**DIRECTIONS:** Across the records below, how many lines include the word "static"? State only the number.

[Extracted records]
'''
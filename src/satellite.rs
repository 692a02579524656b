// src/satellite.rs
use std::collections::{BTreeMap, HashSet};
use std::fmt;
use std::str::FromStr;

use serde::{Deserialize, Serialize};

use crate::bands::BandRole;
use crate::error::{Error, Result};

const SENTINEL2_BANDS: [(BandRole, &str); 5] = [
    (BandRole::Red, "B04"),
    (BandRole::Green, "B03"),
    (BandRole::Blue, "B02"),
    (BandRole::Nir, "B08"),
    (BandRole::Swir, "B11"),
];

const LANDSAT8_BANDS: [(BandRole, &str); 5] = [
    (BandRole::Red, "red"),
    (BandRole::Green, "green"),
    (BandRole::Blue, "blue"),
    (BandRole::Nir, "nir08"),
    (BandRole::Swir, "swir16"),
];

/// Which Sentinel-2 platforms a search is restricted to.
#[derive(Debug, Clone, Copy, PartialEq, Eq, Default, Serialize, Deserialize)]
pub enum Sentinel2Product {
    #[default]
    #[serde(rename = "2A")]
    S2A,
    #[serde(rename = "2B")]
    S2B,
    #[serde(rename = "2C")]
    S2C,
    #[serde(rename = "all")]
    All,
}

impl Sentinel2Product {
    pub fn as_str(&self) -> &'static str {
        match self {
            Sentinel2Product::S2A => "2A",
            Sentinel2Product::S2B => "2B",
            Sentinel2Product::S2C => "2C",
            Sentinel2Product::All => "all",
        }
    }
}

impl fmt::Display for Sentinel2Product {
    fn fmt(&self, f: &mut fmt::Formatter<'_>) -> fmt::Result {
        f.write_str(self.as_str())
    }
}

impl FromStr for Sentinel2Product {
    type Err = Error;

    fn from_str(s: &str) -> Result<Self> {
        match s.trim().to_uppercase().as_str() {
            "2A" => Ok(Sentinel2Product::S2A),
            "2B" => Ok(Sentinel2Product::S2B),
            "2C" => Ok(Sentinel2Product::S2C),
            "ALL" => Ok(Sentinel2Product::All),
            _ => Err(Error::InvalidProduct(s.to_string())),
        }
    }
}

/// Band role to satellite band label, checked once when built.
#[derive(Debug, Clone, PartialEq, Eq)]
pub struct BandMap {
    satellite: String,
    labels: BTreeMap<BandRole, String>,
}

impl BandMap {
    /// Build a band map from explicit labels.
    ///
    /// Fails when a label is blank or when two roles share a label, since
    /// either would load the wrong data without any later error.
    pub fn new<I, S>(satellite: &str, labels: I) -> Result<Self>
    where
        I: IntoIterator<Item = (BandRole, S)>,
        S: Into<String>,
    {
        let labels: BTreeMap<BandRole, String> = labels
            .into_iter()
            .map(|(role, label)| (role, label.into()))
            .collect();

        let invalid = |reason: String| Error::InvalidBandMap {
            satellite: satellite.to_string(),
            reason,
        };

        if labels.is_empty() {
            return Err(invalid("no bands defined".to_string()));
        }

        let mut seen = HashSet::new();
        for (role, label) in &labels {
            if label.trim().is_empty() {
                return Err(invalid(format!("empty label for {role}")));
            }
            if !seen.insert(label.as_str()) {
                return Err(invalid(format!("label {label} is used by more than one role")));
            }
        }

        Ok(Self {
            satellite: satellite.to_string(),
            labels,
        })
    }

    fn from_table(satellite: &str, table: &[(BandRole, &str)]) -> Self {
        Self {
            satellite: satellite.to_string(),
            labels: table
                .iter()
                .map(|(role, label)| (*role, label.to_string()))
                .collect(),
        }
    }

    pub fn satellite(&self) -> &str {
        &self.satellite
    }

    pub fn label(&self, role: BandRole) -> Option<&str> {
        self.labels.get(&role).map(String::as_str)
    }

    pub fn roles(&self) -> impl Iterator<Item = BandRole> + '_ {
        self.labels.keys().copied()
    }
}

/// A satellite collection on the catalog.
#[derive(Debug, Clone, Copy, PartialEq, Eq)]
pub enum Satellite {
    Sentinel2 { product: Sentinel2Product },
    Landsat8,
}

impl Satellite {
    /// Sentinel-2 restricted to `product` ("2A", "2B", "2C" or "all").
    pub fn sentinel2(product: &str) -> Result<Self> {
        Ok(Satellite::Sentinel2 {
            product: product.parse()?,
        })
    }

    /// Parses `name`, applying `product` to Sentinel-2.
    pub fn from_name(name: &str, product: Option<&str>) -> Result<Self> {
        match (name.parse::<Satellite>()?, product) {
            (Satellite::Sentinel2 { .. }, Some(product)) => Satellite::sentinel2(product),
            (Satellite::Landsat8, Some(product)) => Err(Error::InvalidProduct(product.to_string())),
            (satellite, None) => Ok(satellite),
        }
    }

    pub fn name(&self) -> &'static str {
        match self {
            Satellite::Sentinel2 { .. } => "Sentinel-2",
            Satellite::Landsat8 => "Landsat-8",
        }
    }

    /// STAC collection id on the catalog.
    pub fn collection_id(&self) -> &'static str {
        match self {
            Satellite::Sentinel2 { .. } => "sentinel-2-l2a",
            Satellite::Landsat8 => "landsat-8-c2-l2",
        }
    }

    pub fn band_map(&self) -> BandMap {
        match self {
            Satellite::Sentinel2 { .. } => BandMap::from_table(self.name(), &SENTINEL2_BANDS),
            Satellite::Landsat8 => BandMap::from_table(self.name(), &LANDSAT8_BANDS),
        }
    }

    /// Value for the `platform` query property, when searches are restricted.
    pub fn platform_filter(&self) -> Option<String> {
        match self {
            Satellite::Sentinel2 {
                product: Sentinel2Product::All,
            }
            | Satellite::Landsat8 => None,
            Satellite::Sentinel2 { product } => Some(format!("Sentinel-{product}")),
        }
    }
}

impl fmt::Display for Satellite {
    fn fmt(&self, f: &mut fmt::Formatter<'_>) -> fmt::Result {
        match self {
            Satellite::Sentinel2 { product } => write!(f, "{} ({product})", self.name()),
            Satellite::Landsat8 => f.write_str(self.name()),
        }
    }
}

impl FromStr for Satellite {
    type Err = Error;

    /// Parses a satellite name; Sentinel-2 defaults to the 2A product.
    fn from_str(s: &str) -> Result<Self> {
        match s.trim().to_lowercase().as_str() {
            "sentinel-2" | "sentinel2" | "s2" | "sentinel-2-l2a" => Ok(Satellite::Sentinel2 {
                product: Sentinel2Product::default(),
            }),
            "landsat-8" | "landsat8" | "l8" | "landsat-8-c2-l2" => Ok(Satellite::Landsat8),
            _ => Err(Error::UnknownSatellite(s.to_string())),
        }
    }
}

#[cfg(test)]
mod tests {
    use super::*;

    #[test]
    fn test_sentinel2_products() {
        for product in ["2A", "2B", "2C", "all"] {
            let sat = Satellite::sentinel2(product).unwrap();
            assert_eq!(sat.collection_id(), "sentinel-2-l2a");
            match sat {
                Satellite::Sentinel2 { product: p } => assert_eq!(p.as_str(), product),
                _ => panic!("expected Sentinel-2"),
            }
        }

        for invalid in ["invalid", "3A", ""] {
            assert!(matches!(
                Satellite::sentinel2(invalid),
                Err(Error::InvalidProduct(_))
            ));
        }
    }

    #[test]
    fn test_collection_ids() {
        assert_eq!(Satellite::Landsat8.collection_id(), "landsat-8-c2-l2");
        assert_eq!(
            "s2".parse::<Satellite>().unwrap(),
            Satellite::Sentinel2 {
                product: Sentinel2Product::S2A
            }
        );
        assert!(matches!(
            "modis".parse::<Satellite>(),
            Err(Error::UnknownSatellite(_))
        ));
    }

    #[test]
    fn test_from_name_with_product() {
        assert_eq!(
            Satellite::from_name("sentinel-2", Some("2C")).unwrap(),
            Satellite::Sentinel2 {
                product: Sentinel2Product::S2C
            }
        );
        assert_eq!(Satellite::from_name("landsat8", None).unwrap(), Satellite::Landsat8);
        assert!(matches!(
            Satellite::from_name("landsat8", Some("2A")),
            Err(Error::InvalidProduct(_))
        ));
    }

    #[test]
    fn test_platform_filter() {
        assert_eq!(
            Satellite::sentinel2("2B").unwrap().platform_filter().as_deref(),
            Some("Sentinel-2B")
        );
        assert_eq!(Satellite::sentinel2("all").unwrap().platform_filter(), None);
        assert_eq!(Satellite::Landsat8.platform_filter(), None);
    }

    #[test]
    fn test_builtin_band_maps_are_valid() {
        for (name, table) in [("Sentinel-2", SENTINEL2_BANDS), ("Landsat-8", LANDSAT8_BANDS)] {
            let checked = BandMap::new(name, table).unwrap();
            assert_eq!(checked, BandMap::from_table(name, &table));
        }

        let s2 = Satellite::sentinel2("all").unwrap().band_map();
        assert_eq!(s2.label(BandRole::Nir), Some("B08"));
        assert_eq!(s2.label(BandRole::Swir), Some("B11"));

        let l8 = Satellite::Landsat8.band_map();
        assert_eq!(l8.label(BandRole::Nir), Some("nir08"));
        assert_eq!(l8.label(BandRole::Swir), Some("swir16"));
    }

    #[test]
    fn test_band_map_validation() {
        assert!(matches!(
            BandMap::new("fake", [(BandRole::Red, "B1"), (BandRole::Nir, "B1")]),
            Err(Error::InvalidBandMap { .. })
        ));
        assert!(matches!(
            BandMap::new("fake", [(BandRole::Red, " ")]),
            Err(Error::InvalidBandMap { .. })
        ));
        assert!(matches!(
            BandMap::new("fake", Vec::<(BandRole, String)>::new()),
            Err(Error::InvalidBandMap { .. })
        ));
    }
}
'''
**RESPONSE BELOW:** 3